I gave an interview this week about children and videogames and in it I sensationally described ‘screen-time’ as the first digital pandemic which constitutes nothing less than an expanding public health problem. In someways I was reacting to a repeating concern questioners have about games and childhood. The media, as I’ve said many many times (as have many many other) perpetuate public anxiety among parents about the ‘potential’ harm videogames cause which is broadly based on scientific claims.
Let me take a swipe at science for a moment. I mean they are totally asking for it right? Imagine for a second that a clash of theories and ideas exists between artisans and scientists. Not too hard to imagine is it? and if you’re still not convinced … why did the chicken cross the Möbius strip? To get to the other… eh? Hang on… You get my point, science is not to be trusted absolutely and of course can claim vast amounts of ‘crazy’ themselves. One of the most alarming was (and still is) giving children electro-shock ‘therapy’ because the daydream too much. Thanks science, but just because you invent a therapy clearly does not mean you also found an actual problem and as an artisan I’m of such free will as to find some of the methods being used to demonize games (and build an even bigger therapy industry) suspect.

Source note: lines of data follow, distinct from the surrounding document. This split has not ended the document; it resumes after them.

use knit_ast::{ast::Ident, visit_mut::VisitMut, Atom, SymbolId, SymbolKind};
use knit_common::SymbolRef;
use rustc_hash::FxHashMap;

use crate::Graph;

/// Points unbound references to the symbols that replace them.
struct UnboundRebinder<'a> {
  replacements: &'a FxHashMap<Atom, SymbolId>,
}

impl<'a> VisitMut for UnboundRebinder<'a> {
  fn visit_mut_ident(&mut self, ident: &mut Ident) {
    if ident.symbol.is_none() {
      if let Some(symbol) = self.replacements.get(&ident.name) {
        ident.symbol = Some(*symbol);
      }
    }
  }
}

impl Graph {
  /// Exports of injected files replace the globals of the same name in every other module.
  #[tracing::instrument(skip_all)]
  pub(super) fn bind_injected_globals(&mut self) {
    if self.injected.is_empty() {
      return;
    }
    // Later files win.
    let mut provided: FxHashMap<Atom, SymbolRef> = FxHashMap::default();
    for idx in &self.injected {
      for (name, export) in self.unambiguous_exports(*idx) {
        provided.insert(name.clone(), export.symbol);
      }
    }
    let provided = provided
      .into_iter()
      .map(|(name, symbol)| (name, self.uf.find_root(&symbol)))
      .collect::<FxHashMap<_, _>>();

    let targets = self
      .sorted_modules
      .iter()
      .copied()
      .filter(|idx| self.normal(*idx).is_some_and(|m| !m.is_injected))
      .collect::<Vec<_>>();

    for idx in targets {
      let Some(module) = self.modules[idx].as_norm_mut() else {
        continue;
      };
      let mut used = module
        .parts
        .parts
        .iter()
        .flat_map(|part| part.unbound.iter())
        .filter(|name| provided.contains_key(*name))
        .cloned()
        .collect::<Vec<_>>();
      used.sort();
      used.dedup();
      if used.is_empty() {
        continue;
      }

      let mut replacements = FxHashMap::default();
      let mut links = vec![];
      for name in used {
        let symbol = module.create_top_level_symbol(name.clone(), SymbolKind::Import);
        links.push((module.symbol_ref(symbol), provided[&name]));
        replacements.insert(name, symbol);
      }

      UnboundRebinder {
        replacements: &replacements,
      }
      .visit_mut_stmts(&mut module.body);
      for part in module.parts.parts.iter_mut() {
        let mut rebound = vec![];
        part.unbound.retain(|name| match replacements.get(name) {
          Some(symbol) => {
            rebound.push(*symbol);
            false
          }
          None => true,
        });
        rebound.into_iter().for_each(|symbol| part.add_reference(symbol));
      }

      tracing::trace!("injected {:?} into {}", replacements.keys(), module.id);
      for (alias, canonical) in links {
        self.uf.link(&alias, &canonical);
      }
    }
  }
}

But there is a digital pandemic. We see it everyday and it demonstrates how little interest and emphasis there is on public policy and education on dealing with it. While it might not be as physically destructive as passing round Benson & Hedges to adolescents, screen time is treated very much like gambling. We know it is a serious social problem for families and individuals, but it’s not as important as other things like buying fancy new fighter-jets.
The big social difference is that ‘screen-time’ is notionally free and doesn’t require betting in terms of wining and losing money. However, like gambling technology doesn’t favour the punter but the owner of the networks, devices and software that ‘screen timers’ use, just like card tables and race-tracks. The amount of time people spend using ‘screen time’ is much more important than focusing on individual applications of that screen time. In a way, we are more worried about smoking effects in the home than we might be in public spaces like trains, schools or cinemas. The concern about ‘screen time’ is almost the inverse of common public heath issues such as smoking or gambling.
As I said today, there has been a call for a more robust and cohesive approach to media education, which is going to be no less of a long hard slog than convincing people that gambling or driving when tired has experienced. And let us not be coy about the deadly effects of screen-time. We are seeing plenty of social issues related to individual use of media (trolling, prank calls, bullying) as well as people using their phone while driving with fatal results. We are beginning to see some efforts to raise awareness of screen time, but like smoking was in the 1950s the companies profiting cannot be allowed to self-regulate the solution, or co-opt selected areas of medical science to rebuke public concerns.
It makes for interesting conversation, perhaps even a topic for a PBL class:
Should we be concerned about the screen time and public heath: and what should be done about it.
This is the essentially the popular media-proposition that was leveled at film, television, video recordings, the Internet and videogames … except now the device in your pocket can do all of this. I can be a weapon of mass: consumption; consumerism; communication; destruction; deviation; deprivation and much more … I am sure you could create an A-Z of the potential issues to public heath and civic society that ‘screen time’ presents — and there are now very very few devices which exclusively play videogames.
Ridiculous histrionics. Prove that there are significant health/social problems stemming from screen time. Show me the evidence, and skip the anecdotal garbage. Bullying and prank calls certainly existed before connectivity.
Simply pointing out that science has had occasional problems does not remove the need for you to provide actual evidence for your panicky thesis.
Hence why this is a blog and not a thesis. Its for discussion. For proof of social issues and concerns, call Relationships Australia. Evidence is never limited to text, but I agree that there is no agreed method by which it is currently measured, therefore at best thin.